PTI Union Home Minister P. Chidambaram with Rajasthan Chief Minister Ashok Gehlot at the All India Forensic Science Conference in Jaipur on Sunday.

Announces a slew of steps to improve crime investigation techniques.

Union Home Minister P. Chidambaram announced here on Sunday a series of measures, including the launch of a DNA databank and amendments to the Arms Act in the next one year, for improving the country's crime investigation techniques.

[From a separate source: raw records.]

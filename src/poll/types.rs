use crate::rpc::{Aria2Method, RpcBatch, RpcError, RpcFault, RpcResult};
use crate::store::{Download, GlobalStat};
use serde_json::{json, Value};
use std::time::Duration;

/// Period between two poll ticks unless configured otherwise
pub const DEFAULT_FETCH_INTERVAL: Duration = Duration::from_millis(1000);
/// Number of waiting and stopped downloads fetched per tick
pub const DEFAULT_PAGE_SIZE: u32 = 1000;

#[derive(Debug, Clone, Copy, PartialEq, Eq)]
pub struct PollConfig {
    pub interval: Duration,
    /// Upper bound on waiting and stopped downloads fetched per tick
    pub page_size: u32,
}

impl Default for PollConfig {
    fn default() -> Self {
        Self {
            interval: DEFAULT_FETCH_INTERVAL,
            page_size: DEFAULT_PAGE_SIZE,
        }
    }
}

/// What one tick did.
#[derive(Debug, Clone, PartialEq)]
pub enum PollOutcome {
    /// Logged out; nothing was sent.
    Skipped,
    /// The snapshot replaced the store contents.
    Applied { downloads: usize },
    /// The session changed while the request was in flight.
    Discarded,
    Failed(RpcError),
}

impl PollOutcome {
    /// Short name used as the `outcome` metric label
    pub fn label(&self) -> &'static str {
        match self {
            PollOutcome::Skipped => "skipped",
            PollOutcome::Applied { .. } => "applied",
            PollOutcome::Discarded => "discarded",
            PollOutcome::Failed(_) => "failed",
        }
    }

    pub fn is_applied(&self) -> bool {
        matches!(self, PollOutcome::Applied { .. })
    }
}

/// Daemon state gathered by one tick.
#[derive(Debug, Clone, PartialEq)]
pub struct PollSnapshot {
    pub stat: GlobalStat,
    /// Active, then waiting, then stopped, each in daemon order.
    pub downloads: Vec<Download>,
}

impl PollSnapshot {
    /// The four calls one tick sends.
    pub fn batch(page_size: u32) -> RpcBatch {
        RpcBatch::new()
            .with(Aria2Method::GetGlobalStat, vec![])
            .with(Aria2Method::TellActive, vec![])
            .with(Aria2Method::TellWaiting, vec![json!(0), json!(page_size)])
            .with(Aria2Method::TellStopped, vec![json!(0), json!(page_size)])
    }

    /// Decode the results of [`PollSnapshot::batch`]. Any per-call fault
    /// fails the whole snapshot.
    pub fn from_results(results: Vec<Value>) -> RpcResult<Self> {
        if results.len() != 4 {
            return Err(RpcError::MalformedResponse(format!(
                "expected 4 poll results, got {}",
                results.len()
            )));
        }
        if let Some(fault) = results.iter().find_map(RpcFault::from_value) {
            return Err(fault.into());
        }

        let mut results = results.into_iter();
        let stat: GlobalStat = match results.next() {
            Some(value) => serde_json::from_value(value)?,
            None => GlobalStat::default(),
        };

        let mut downloads = Vec::new();
        for list in results {
            let mut page: Vec<Download> = serde_json::from_value(list)?;
            downloads.append(&mut page);
        }

        Ok(Self { stat, downloads })
    }
}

Crime investigation needed drastic improvements as the police continued adopting "primitive methods" to track down culprits, he said, inaugurating the XX All India Forensic Science Conference at the Rajasthan Police Academy.

Mr. Chidambaram said there was still a huge gap in the crime investigation methods adopted in the West and in India. "In the next 12 months-in 2010-we will bridge this gap, and I promise to help you [in this regard]," he said. "The police in this country should move away from adopting primitive methods. Go for new technology which is abundantly available."

Terming 2010 the "forensic year," Mr. Chidambaram said the rapid modernisation plan for the next 12 months included the opening of six new regional forensic laboratories, 52 new mobile units, three new hi-tech central laboratories and three new hi-tech GUFDs. Steps would be taken to open a DNA databank, a firearm signature databank and arms and criminal tracking network, besides networking of all forensic laboratories. The Arms Policy was under review, and a new one would be ready in a few days. Changes would also be made in the Arms Act.

The three-day conference is being attended by forensic scientists and senior police officials, besides a few experts from abroad. The inaugural session was addressed by Rajasthan Chief Minister Ashok Gehlot and Home Minister Shanti Dhariwal.

Mr. Chidambaram said though qualified personnel were available, many posts in forensic laboratories remained vacant. There was need to upgrade the syllabi of the forensic courses and adopt new crime detection techniques.

The country also required new laws for application of modern techniques in crime investigation, including the DNA testing. A Bill was ready. "Thirty countries already have laws. We too will have it soon," he said.